REQUIRED WORK: Pull from the data below each line where the word "memory" occurs, and copy it.

RECORDS FOR THIS EXERCISE:
//! # Sync Command Implementation
//!
//! This module implements the `sync` subcommand, which reads a CSV or JSON
//! entries file and synchronizes it into a JSON-file-backed catalog.
//!
//! ## Process
//!
//! 1. **Select Input**: Exactly one of `--csv-file` / `--json-file` names the
//!    entries file.
//! 2. **Open Catalog**: The catalog snapshot at `--catalog-file` is loaded; a
//!    missing file starts an empty catalog.
//! 3. **Synchronize**: Every entry group is cleaned up and then ingested. Progress
//!    is logged to stderr.
//! 4. **Report**: A per-system summary, or the synchronized entries as JSON with
//!    `--json`, is printed to stdout.

use anyhow::{Context, Result};
use clap::{ArgGroup, Args, ValueHint};
use std::collections::BTreeMap;
use std::path::PathBuf;

use datacatalog_custom_entries::catalog::FileCatalog;
use datacatalog_custom_entries::defaults::{
    CATALOG_FILE_ENV, CATALOG_FILE_NAME, LOCATION_ID_ENV, PROJECT_ID_ENV,
};
use datacatalog_custom_entries::model::CatalogEntry;
use datacatalog_custom_entries::output::{emoji, OutputConfig, Tone};
use datacatalog_custom_entries::reader::InputSource;
use datacatalog_custom_entries::synchronizer::Synchronizer;

/// Synchronize custom entries from a CSV or JSON file into the catalog
#[derive(Args, Debug)]
#[command(group(
    ArgGroup::new("input")
        .required(true)
        .args(["csv_file", "json_file"])
))]
pub struct SyncArgs {
    /// CSV file with one entry per row.
    #[arg(long, value_name = "FILE", value_hint = ValueHint::FilePath)]
    pub csv_file: Option<PathBuf>,

    /// JSON file with systems, entry groups and entries.
    #[arg(long, value_name = "FILE", value_hint = ValueHint::FilePath)]
    pub json_file: Option<PathBuf>,

    /// Project that owns the entry groups.
    #[arg(long, value_name = "ID", env = PROJECT_ID_ENV)]
    pub project_id: String,

    /// Location of the entry groups.
    #[arg(long, value_name = "ID", env = LOCATION_ID_ENV)]
    pub location_id: String,

    /// JSON file holding the catalog state.
    #[arg(
        long,
        value_name = "FILE",
        value_hint = ValueHint::FilePath,
        env = CATALOG_FILE_ENV,
        default_value = CATALOG_FILE_NAME
    )]
    pub catalog_file: PathBuf,

    /// Print the synchronized entries as JSON instead of a summary.
    #[arg(long)]
    pub json: bool,
}

/// Execute the `sync` command.
///
/// # Arguments
/// * `args` - The command arguments
/// * `color_flag` - The value of the global --color flag ("always", "never", or "auto")
pub fn execute(args: SyncArgs, color_flag: &str) -> Result<()> {
    let out = OutputConfig::from_env_and_flag(color_flag);

    require_non_blank("--project-id", &args.project_id)?;
    require_non_blank("--location-id", &args.location_id)?;

    let source = InputSource::from_paths(args.csv_file, args.json_file)?;
    if !source.path().exists() {
        anyhow::bail!("Input file not found: {}", source.path().display());
    }

    let catalog = FileCatalog::open(args.catalog_file.clone()).with_context(|| {
        format!(
            "Failed to open catalog file {}",
            args.catalog_file.display()
        )
    })?;

    let synchronizer = Synchronizer::new(&args.project_id, &args.location_id, &catalog);
    let entries = synchronizer
        .sync(&source)
        .with_context(|| format!("Failed to synchronize {}", source.path().display()))?;

    if args.json {
        let rendered =
            serde_json::to_string_pretty(&entries).context("Failed to serialize entries")?;
        println!("{}", rendered);
        return Ok(());
    }

    println!(
        "{} {} {} entries from {} file {}",
        emoji(&out, "✅", "[OK]"),
        out.paint(Tone::Success, "Synchronized"),
        entries.len(),
        source.kind(),
        source.path().display()
    );
    for (system, count) in count_by_system(&entries) {
        println!("   {}: {} entries", system, count);
    }
    println!(
        "{} Catalog: {}",
        emoji(&out, "📁", "[FILE]"),
        out.paint(Tone::Muted, &catalog.path().display().to_string())
    );

    Ok(())
}

fn require_non_blank(flag: &str, value: &str) -> Result<()> {
    if value.trim().is_empty() {
        anyhow::bail!("{} must not be empty", flag);
    }
    Ok(())
}

/// Counts entries per user-specified system, sorted by system name.
fn count_by_system(entries: &[CatalogEntry]) -> BTreeMap<&str, usize> {
    let mut counts = BTreeMap::new();
    for entry in entries {
        *counts
            .entry(entry.user_specified_system.as_str())
            .or_insert(0) += 1;
    }
    counts
}

#[cfg(test)]
mod tests {
    use super::*;
    use tempfile::TempDir;

    fn entry(system: &str) -> CatalogEntry {
        CatalogEntry {
            name: format!("projects/p/locations/l/entryGroups/g/entries/{}", system),
            linked_resource: "//r".to_string(),
            display_name: system.to_string(),
            description: None,
            user_specified_type: "t".to_string(),
            user_specified_system: system.to_string(),
            create_time_seconds: None,
            update_time_seconds: None,
        }
    }

    fn args(dir: &TempDir, csv: &str) -> SyncArgs {
        let csv_file = dir.path().join("entries.csv");
        std::fs::write(&csv_file, csv).unwrap();
        SyncArgs {
            csv_file: Some(csv_file),
            json_file: None,
            project_id: "p".to_string(),
            location_id: "l".to_string(),
            catalog_file: dir.path().join("catalog.json"),
            json: false,
        }
    }

    #[test]
    fn test_count_by_system_sorts_and_counts() {
        let entries = vec![entry("b"), entry("a"), entry("b")];
        let counts: Vec<_> = count_by_system(&entries).into_iter().collect();
        assert_eq!(counts, vec![("a", 1), ("b", 2)]);
    }

    #[test]
    fn test_require_non_blank() {
        assert!(require_non_blank("--project-id", "p").is_ok());
        let err = require_non_blank("--project-id", "  ").unwrap_err();
        assert!(err.to_string().contains("--project-id"));
    }

    #[test]
    fn test_execute_writes_catalog_file() {
        let dir = TempDir::new().unwrap();
        let args = args(
            &dir,
            "user_specified_system,group_id,display_name,linked_resource,user_specified_type\n\
             Sheets,finance,Q1 Report,//sheets/q1,spreadsheet\n",
        );
        let catalog_file = args.catalog_file.clone();

        execute(args, "never").unwrap();

        let catalog = FileCatalog::open(catalog_file).unwrap();
        let entries = catalog.entries().unwrap();
        assert_eq!(entries.len(), 1);
        assert_eq!(
            entries[0].name,
            "projects/p/locations/l/entryGroups/finance/entries/q1_report"
        );
    }

    #[test]
    fn test_execute_missing_input_fails() {
        let dir = TempDir::new().unwrap();
        let mut args = args(&dir, "");
        args.csv_file = Some(dir.path().join("missing.csv"));

        let err = execute(args, "never").unwrap_err();
        assert!(err.to_string().contains("Input file not found"));
    }

    #[test]
    fn test_execute_blank_project_fails() {
        let dir = TempDir::new().unwrap();
        let mut args = args(&dir, "");
        args.project_id = " ".to_string();

        assert!(execute(args, "never").is_err());
    }
}
//! # Catalog Collaborator
//!
//! The synchronizer talks to the metadata catalog only through the
//! `CatalogClient` trait, so the backing store can be swapped out. Two
//! implementations ship with the crate:
//!
//! - **`MemoryCatalog`**: keeps everything in memory. Used by tests and by
//!   library callers that want to inspect the outcome of a sync.
//! - **`FileCatalog`**: persists the catalog as a JSON snapshot on disk. Used by
//!   the command-line tool.
//!
//! This module also owns the resource naming convention and the `EntryFilter`
//! that scopes cleanup to a single user specified system.

mod file;
mod memory;

pub use file::FileCatalog;
pub use memory::MemoryCatalog;

use crate::error::{Error, Result};
use crate::model::{CatalogEntry, CatalogEntryGroup};
use std::fmt;

/// Operations the synchronizer needs from a metadata catalog.
///
/// Implementations must be idempotent on entry name: upserting the same entry
/// twice leaves a single entry behind.
pub trait CatalogClient: Send + Sync {
    /// Creates the entry group if it does not exist yet.
    ///
    /// Returns `true` when the group was created by this call.
    fn ensure_entry_group(&self, group: &CatalogEntryGroup) -> Result<bool>;

    /// Looks up an entry by its full resource name.
    fn get_entry(&self, name: &str) -> Result<Option<CatalogEntry>>;

    /// Lists the entries of an entry group that match `filter`.
    fn list_entries(&self, group_name: &str, filter: &EntryFilter) -> Result<Vec<CatalogEntry>>;

    /// Creates the entry, or replaces it if an entry with the same name exists.
    fn upsert_entry(&self, entry: &CatalogEntry) -> Result<()>;

    /// Deletes an entry by its full resource name.
    fn delete_entry(&self, name: &str) -> Result<()>;
}

/// Resource name of an entry group.
pub fn entry_group_path(project_id: &str, location_id: &str, group_id: &str) -> String {
    format!(
        "projects/{}/locations/{}/entryGroups/{}",
        project_id, location_id, group_id
    )
}

/// Resource name of an entry.
pub fn entry_path(project_id: &str, location_id: &str, group_id: &str, entry_id: &str) -> String {
    format!(
        "{}/entries/{}",
        entry_group_path(project_id, location_id, group_id),
        entry_id
    )
}

/// Returns the entry group resource name an entry name belongs to.
pub fn parent_group_path(entry_name: &str) -> Option<&str> {
    entry_name
        .rsplit_once("/entries/")
        .map(|(group_path, _)| group_path)
}

/// Scopes catalog listings, rendered as `system=<name>`.
#[derive(Debug, Clone, PartialEq, Eq)]
pub enum EntryFilter {
    /// Matches every entry.
    All,
    /// Matches entries owned by the given user specified system.
    System(String),
}

impl EntryFilter {
    pub fn system(name: impl Into<String>) -> Self {
        EntryFilter::System(name.into())
    }

    /// Parses a filter expression. An empty expression matches everything.
    pub fn parse(expression: &str) -> Result<Self> {
        let expression = expression.trim();
        if expression.is_empty() {
            return Ok(EntryFilter::All);
        }

        match expression.split_once('=') {
            Some((key, value)) if key.trim() == "system" && !value.trim().is_empty() => {
                Ok(EntryFilter::System(value.trim().to_string()))
            }
            _ => Err(Error::InvalidFilter {
                expression: expression.to_string(),
            }),
        }
    }

    pub fn matches(&self, entry: &CatalogEntry) -> bool {
        match self {
            EntryFilter::All => true,
            EntryFilter::System(system) => entry.user_specified_system == *system,
        }
    }
}

impl fmt::Display for EntryFilter {
    fn fmt(&self, f: &mut fmt::Formatter<'_>) -> fmt::Result {
        match self {
            EntryFilter::All => Ok(()),
            EntryFilter::System(system) => write!(f, "system={}", system),
        }
    }
}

REPLY TO THE EXERCISE:
//! - **`MemoryCatalog`**: keeps everything in memory. Used by tests and by
mod memory;
pub use memory::MemoryCatalog;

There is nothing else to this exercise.